DATA SECTION: Begin

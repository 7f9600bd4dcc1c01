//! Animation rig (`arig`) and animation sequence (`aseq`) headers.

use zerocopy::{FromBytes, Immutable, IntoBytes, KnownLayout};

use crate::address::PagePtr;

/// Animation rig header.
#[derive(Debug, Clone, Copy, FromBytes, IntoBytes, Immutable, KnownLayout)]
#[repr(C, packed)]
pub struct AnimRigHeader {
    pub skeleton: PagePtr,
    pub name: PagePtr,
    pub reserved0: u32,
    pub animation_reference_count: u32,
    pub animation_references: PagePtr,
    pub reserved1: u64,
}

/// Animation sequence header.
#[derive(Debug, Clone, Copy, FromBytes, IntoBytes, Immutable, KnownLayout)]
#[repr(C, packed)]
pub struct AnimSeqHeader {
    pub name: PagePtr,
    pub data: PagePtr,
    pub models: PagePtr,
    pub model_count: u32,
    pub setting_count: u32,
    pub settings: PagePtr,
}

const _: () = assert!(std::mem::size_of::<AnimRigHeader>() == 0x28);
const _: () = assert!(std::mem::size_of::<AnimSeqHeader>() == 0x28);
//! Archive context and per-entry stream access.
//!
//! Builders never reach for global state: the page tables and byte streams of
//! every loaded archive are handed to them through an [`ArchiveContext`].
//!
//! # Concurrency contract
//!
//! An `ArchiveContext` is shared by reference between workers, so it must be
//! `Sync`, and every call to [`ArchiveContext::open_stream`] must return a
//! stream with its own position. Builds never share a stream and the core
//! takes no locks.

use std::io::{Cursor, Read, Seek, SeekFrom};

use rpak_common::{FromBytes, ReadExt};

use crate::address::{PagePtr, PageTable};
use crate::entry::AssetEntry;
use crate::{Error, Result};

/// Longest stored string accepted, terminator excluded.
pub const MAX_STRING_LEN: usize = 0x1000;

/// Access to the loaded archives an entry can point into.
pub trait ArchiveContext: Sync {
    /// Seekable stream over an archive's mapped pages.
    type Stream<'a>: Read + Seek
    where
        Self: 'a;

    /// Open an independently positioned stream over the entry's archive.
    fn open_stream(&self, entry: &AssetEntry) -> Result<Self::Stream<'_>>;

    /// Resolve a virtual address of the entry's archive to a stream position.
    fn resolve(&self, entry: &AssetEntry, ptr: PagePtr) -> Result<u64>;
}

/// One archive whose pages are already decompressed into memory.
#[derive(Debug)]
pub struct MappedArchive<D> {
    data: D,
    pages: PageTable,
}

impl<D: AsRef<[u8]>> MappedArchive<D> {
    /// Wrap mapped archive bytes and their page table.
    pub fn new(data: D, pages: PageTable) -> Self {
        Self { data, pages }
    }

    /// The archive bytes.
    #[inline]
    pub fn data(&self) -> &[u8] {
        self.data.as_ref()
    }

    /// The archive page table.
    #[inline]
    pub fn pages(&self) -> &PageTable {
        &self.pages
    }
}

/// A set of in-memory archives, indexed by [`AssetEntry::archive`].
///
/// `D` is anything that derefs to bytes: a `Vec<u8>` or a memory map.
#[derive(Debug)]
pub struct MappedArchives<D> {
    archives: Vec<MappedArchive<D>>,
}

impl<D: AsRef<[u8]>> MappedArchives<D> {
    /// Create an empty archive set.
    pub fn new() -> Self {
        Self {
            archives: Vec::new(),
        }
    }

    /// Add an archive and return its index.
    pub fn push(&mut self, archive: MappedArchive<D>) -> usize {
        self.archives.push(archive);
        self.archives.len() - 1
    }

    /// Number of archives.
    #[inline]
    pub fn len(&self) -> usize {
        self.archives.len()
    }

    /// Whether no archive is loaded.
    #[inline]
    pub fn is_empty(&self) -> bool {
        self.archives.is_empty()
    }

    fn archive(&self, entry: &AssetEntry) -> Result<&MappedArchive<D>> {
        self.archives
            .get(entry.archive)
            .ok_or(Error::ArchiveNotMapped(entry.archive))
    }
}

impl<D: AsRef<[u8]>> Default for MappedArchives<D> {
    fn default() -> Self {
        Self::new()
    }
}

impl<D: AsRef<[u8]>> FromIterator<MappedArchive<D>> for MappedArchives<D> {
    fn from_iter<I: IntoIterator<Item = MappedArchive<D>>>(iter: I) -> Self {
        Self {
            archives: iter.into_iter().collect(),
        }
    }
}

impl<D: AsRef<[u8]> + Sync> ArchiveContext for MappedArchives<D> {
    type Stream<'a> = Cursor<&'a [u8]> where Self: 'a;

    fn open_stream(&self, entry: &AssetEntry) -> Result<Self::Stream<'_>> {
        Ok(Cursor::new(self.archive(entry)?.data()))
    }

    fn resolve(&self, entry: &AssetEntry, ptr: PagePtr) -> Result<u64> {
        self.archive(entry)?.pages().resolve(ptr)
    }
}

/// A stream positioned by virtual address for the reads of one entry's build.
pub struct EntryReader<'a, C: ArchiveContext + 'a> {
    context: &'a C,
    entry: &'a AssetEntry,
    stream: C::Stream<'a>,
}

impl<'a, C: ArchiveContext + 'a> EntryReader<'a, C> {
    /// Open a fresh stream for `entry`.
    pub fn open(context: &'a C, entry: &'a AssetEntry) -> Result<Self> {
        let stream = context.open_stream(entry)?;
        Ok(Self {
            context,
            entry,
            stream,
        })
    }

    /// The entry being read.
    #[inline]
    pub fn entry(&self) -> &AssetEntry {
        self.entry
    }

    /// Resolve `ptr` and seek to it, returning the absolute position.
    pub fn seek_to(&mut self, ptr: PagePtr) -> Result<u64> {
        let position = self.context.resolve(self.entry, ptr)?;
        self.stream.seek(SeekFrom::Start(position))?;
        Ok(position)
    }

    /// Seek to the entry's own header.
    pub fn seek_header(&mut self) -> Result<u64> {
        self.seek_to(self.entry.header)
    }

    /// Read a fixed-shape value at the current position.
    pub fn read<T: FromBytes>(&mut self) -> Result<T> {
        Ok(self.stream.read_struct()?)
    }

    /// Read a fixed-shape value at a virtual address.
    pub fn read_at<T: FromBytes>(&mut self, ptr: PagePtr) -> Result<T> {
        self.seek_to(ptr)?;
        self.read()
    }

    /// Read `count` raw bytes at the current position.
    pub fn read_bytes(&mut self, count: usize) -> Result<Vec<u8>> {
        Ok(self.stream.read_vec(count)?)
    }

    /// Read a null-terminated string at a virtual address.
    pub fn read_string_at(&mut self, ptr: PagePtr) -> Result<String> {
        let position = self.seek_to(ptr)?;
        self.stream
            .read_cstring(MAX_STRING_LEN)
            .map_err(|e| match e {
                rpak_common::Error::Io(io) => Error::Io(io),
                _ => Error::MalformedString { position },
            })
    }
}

DATA SECTION: End
DATA SECTION: Begin

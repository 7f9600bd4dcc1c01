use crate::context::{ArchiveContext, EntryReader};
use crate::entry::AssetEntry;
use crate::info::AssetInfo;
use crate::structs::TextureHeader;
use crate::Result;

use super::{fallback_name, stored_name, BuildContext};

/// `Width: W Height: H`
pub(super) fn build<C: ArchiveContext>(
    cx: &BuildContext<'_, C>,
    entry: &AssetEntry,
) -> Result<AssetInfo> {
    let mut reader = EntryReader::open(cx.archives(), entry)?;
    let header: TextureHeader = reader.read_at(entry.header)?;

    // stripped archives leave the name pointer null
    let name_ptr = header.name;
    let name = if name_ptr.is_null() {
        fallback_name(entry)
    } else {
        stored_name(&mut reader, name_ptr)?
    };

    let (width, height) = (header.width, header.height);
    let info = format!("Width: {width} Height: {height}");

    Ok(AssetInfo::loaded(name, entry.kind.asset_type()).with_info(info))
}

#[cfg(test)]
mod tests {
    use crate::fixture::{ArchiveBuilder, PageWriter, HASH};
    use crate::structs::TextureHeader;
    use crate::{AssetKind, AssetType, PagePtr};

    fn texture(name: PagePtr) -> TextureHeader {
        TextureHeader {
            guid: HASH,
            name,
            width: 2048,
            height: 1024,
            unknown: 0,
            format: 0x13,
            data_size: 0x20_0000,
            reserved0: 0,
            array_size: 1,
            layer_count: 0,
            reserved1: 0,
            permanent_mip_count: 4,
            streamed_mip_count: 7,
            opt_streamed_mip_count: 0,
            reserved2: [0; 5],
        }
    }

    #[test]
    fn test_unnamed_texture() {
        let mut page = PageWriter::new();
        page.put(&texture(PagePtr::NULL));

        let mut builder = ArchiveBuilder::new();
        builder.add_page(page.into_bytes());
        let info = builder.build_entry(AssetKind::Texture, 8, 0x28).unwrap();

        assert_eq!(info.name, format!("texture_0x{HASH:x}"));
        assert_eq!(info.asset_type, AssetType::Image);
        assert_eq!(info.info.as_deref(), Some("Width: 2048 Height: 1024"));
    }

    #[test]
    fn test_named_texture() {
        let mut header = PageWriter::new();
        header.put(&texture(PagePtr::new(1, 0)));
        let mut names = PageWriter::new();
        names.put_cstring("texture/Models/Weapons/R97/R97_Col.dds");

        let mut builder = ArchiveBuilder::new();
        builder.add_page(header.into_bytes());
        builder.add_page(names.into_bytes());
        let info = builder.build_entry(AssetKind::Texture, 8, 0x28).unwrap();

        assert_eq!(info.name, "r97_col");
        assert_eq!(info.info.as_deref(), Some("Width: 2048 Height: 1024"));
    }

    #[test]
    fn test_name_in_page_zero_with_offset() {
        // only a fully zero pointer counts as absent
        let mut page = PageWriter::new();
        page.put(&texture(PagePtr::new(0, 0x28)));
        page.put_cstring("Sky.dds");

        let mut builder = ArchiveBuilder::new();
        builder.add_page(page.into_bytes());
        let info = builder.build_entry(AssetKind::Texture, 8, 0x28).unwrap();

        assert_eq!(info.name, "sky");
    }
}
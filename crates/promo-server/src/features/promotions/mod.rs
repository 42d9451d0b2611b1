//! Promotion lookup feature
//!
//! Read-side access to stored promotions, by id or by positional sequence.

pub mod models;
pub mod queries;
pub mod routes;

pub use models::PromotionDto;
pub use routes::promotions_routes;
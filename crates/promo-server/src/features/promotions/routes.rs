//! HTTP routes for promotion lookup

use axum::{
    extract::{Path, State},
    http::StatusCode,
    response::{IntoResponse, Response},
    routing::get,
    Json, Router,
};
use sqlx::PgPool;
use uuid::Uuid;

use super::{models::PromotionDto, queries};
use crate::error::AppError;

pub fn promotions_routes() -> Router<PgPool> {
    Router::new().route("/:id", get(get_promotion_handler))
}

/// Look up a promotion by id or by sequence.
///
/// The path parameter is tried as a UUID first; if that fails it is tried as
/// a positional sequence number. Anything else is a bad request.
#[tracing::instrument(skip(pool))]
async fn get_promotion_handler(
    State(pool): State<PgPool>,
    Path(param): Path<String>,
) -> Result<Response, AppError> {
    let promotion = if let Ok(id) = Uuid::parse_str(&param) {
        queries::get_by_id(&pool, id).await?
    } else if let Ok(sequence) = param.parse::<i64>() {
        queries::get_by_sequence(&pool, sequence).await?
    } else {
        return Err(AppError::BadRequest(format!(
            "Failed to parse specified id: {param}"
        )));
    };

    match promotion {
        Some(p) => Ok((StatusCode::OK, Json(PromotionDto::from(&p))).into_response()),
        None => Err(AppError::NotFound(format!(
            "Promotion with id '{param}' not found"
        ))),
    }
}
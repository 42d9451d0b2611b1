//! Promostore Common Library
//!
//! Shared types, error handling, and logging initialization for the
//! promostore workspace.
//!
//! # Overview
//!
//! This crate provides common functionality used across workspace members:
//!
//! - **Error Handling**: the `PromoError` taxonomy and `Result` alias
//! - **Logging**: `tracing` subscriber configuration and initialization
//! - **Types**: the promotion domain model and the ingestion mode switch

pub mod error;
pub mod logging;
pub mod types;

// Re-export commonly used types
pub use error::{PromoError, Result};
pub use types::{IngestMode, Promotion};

DATA SECTION: End

PROBLEM STATEMENT: Take the entries above and return only the lines from the one with "pub struct MappedArchives<D>" to the one with "impl<D: AsRef<[u8]> +", both included, unchanged.

COMPLETED TASK:
pub struct MappedArchives<D> {
    archives: Vec<MappedArchive<D>>,
}

impl<D: AsRef<[u8]>> MappedArchives<D> {
    /// Create an empty archive set.
    pub fn new() -> Self {
        Self {
            archives: Vec::new(),
        }
    }

    /// Add an archive and return its index.
    pub fn push(&mut self, archive: MappedArchive<D>) -> usize {
        self.archives.push(archive);
        self.archives.len() - 1
    }

    /// Number of archives.
    #[inline]
    pub fn len(&self) -> usize {
        self.archives.len()
    }

    /// Whether no archive is loaded.
    #[inline]
    pub fn is_empty(&self) -> bool {
        self.archives.is_empty()
    }

    fn archive(&self, entry: &AssetEntry) -> Result<&MappedArchive<D>> {
        self.archives
            .get(entry.archive)
            .ok_or(Error::ArchiveNotMapped(entry.archive))
    }
}

impl<D: AsRef<[u8]>> Default for MappedArchives<D> {
    fn default() -> Self {
        Self::new()
    }
}

impl<D: AsRef<[u8]>> FromIterator<MappedArchive<D>> for MappedArchives<D> {
    fn from_iter<I: IntoIterator<Item = MappedArchive<D>>>(iter: I) -> Self {
        Self {
            archives: iter.into_iter().collect(),
        }
    }
}

impl<D: AsRef<[u8]> + Sync> ArchiveContext for MappedArchives<D> {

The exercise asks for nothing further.